**Collected data**.
————————

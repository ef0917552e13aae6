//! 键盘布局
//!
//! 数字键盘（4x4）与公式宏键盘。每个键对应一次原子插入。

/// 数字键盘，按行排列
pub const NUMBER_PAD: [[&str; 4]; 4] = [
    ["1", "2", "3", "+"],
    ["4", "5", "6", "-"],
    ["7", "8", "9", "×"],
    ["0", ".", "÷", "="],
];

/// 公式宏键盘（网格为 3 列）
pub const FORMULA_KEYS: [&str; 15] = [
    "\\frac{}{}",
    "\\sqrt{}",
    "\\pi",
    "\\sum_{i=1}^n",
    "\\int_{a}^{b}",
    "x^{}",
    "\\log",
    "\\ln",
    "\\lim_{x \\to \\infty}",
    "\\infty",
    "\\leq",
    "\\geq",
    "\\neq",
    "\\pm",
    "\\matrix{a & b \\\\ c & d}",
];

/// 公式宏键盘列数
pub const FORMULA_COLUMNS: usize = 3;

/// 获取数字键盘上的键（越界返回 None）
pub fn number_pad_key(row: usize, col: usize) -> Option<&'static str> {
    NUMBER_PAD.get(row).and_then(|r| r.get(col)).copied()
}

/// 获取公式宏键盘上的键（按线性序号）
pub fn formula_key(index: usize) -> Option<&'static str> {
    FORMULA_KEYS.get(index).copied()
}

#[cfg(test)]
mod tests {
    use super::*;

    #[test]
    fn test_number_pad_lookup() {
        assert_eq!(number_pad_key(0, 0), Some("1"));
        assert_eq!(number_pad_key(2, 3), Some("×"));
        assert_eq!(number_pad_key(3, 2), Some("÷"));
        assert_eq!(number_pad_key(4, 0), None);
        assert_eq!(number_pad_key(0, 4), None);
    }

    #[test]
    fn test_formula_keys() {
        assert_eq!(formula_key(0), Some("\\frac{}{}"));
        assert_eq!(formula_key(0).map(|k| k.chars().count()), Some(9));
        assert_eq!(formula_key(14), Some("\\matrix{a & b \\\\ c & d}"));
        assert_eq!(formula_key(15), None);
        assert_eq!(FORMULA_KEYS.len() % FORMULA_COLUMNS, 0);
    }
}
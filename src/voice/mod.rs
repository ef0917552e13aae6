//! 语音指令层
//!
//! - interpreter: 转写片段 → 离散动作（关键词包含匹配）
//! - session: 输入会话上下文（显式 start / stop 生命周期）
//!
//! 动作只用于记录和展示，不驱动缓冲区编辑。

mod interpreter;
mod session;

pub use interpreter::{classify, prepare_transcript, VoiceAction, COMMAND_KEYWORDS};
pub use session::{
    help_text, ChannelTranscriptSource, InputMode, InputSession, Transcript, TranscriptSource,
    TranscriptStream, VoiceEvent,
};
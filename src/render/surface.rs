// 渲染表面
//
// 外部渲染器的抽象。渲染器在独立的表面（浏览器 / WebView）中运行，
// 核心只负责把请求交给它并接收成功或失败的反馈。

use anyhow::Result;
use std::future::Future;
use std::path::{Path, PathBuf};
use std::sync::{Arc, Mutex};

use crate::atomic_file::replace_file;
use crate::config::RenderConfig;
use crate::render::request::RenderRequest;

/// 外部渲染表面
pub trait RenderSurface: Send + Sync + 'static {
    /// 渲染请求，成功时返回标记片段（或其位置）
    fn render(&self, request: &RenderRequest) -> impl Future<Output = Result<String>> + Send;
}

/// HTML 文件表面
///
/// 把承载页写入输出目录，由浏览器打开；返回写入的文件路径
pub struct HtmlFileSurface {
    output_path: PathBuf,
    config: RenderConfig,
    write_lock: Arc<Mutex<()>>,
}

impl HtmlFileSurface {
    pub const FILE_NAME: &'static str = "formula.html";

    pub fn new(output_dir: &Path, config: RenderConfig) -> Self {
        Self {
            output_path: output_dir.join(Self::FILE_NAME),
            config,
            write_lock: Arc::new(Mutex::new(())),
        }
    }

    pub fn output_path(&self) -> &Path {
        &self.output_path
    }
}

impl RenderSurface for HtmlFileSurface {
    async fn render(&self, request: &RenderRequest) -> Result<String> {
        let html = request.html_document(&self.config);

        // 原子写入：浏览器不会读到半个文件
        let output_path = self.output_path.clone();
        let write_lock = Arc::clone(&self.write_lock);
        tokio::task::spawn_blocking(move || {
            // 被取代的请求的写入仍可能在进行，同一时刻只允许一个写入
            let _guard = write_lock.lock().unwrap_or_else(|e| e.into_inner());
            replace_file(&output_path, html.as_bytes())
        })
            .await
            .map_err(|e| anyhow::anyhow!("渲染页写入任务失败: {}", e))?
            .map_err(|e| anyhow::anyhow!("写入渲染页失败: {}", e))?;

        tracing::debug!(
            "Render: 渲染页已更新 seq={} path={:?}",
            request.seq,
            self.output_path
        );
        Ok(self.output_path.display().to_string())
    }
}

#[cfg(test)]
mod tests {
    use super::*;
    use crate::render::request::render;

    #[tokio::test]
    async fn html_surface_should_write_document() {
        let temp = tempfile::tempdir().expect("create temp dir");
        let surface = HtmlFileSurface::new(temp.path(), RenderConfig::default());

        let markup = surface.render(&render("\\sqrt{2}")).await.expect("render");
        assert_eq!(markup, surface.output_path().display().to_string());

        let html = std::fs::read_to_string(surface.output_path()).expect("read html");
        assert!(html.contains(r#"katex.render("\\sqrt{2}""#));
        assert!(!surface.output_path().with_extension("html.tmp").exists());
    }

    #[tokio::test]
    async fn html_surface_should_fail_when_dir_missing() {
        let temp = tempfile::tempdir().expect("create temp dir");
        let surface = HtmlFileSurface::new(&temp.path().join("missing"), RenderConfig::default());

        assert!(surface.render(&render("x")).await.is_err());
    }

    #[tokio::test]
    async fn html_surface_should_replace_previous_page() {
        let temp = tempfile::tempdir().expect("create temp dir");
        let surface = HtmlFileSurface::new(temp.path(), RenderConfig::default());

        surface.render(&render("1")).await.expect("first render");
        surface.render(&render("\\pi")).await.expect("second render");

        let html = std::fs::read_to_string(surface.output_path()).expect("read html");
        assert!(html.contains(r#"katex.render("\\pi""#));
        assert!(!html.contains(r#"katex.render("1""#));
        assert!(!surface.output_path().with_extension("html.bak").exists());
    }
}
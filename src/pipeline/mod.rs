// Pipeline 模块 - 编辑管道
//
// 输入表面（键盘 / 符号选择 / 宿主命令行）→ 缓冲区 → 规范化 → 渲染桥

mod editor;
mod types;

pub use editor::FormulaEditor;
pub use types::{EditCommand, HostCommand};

————————

**What you should do**.
State how many lines of the entries include the word "crate", giving that number by itself.

**Response**.
4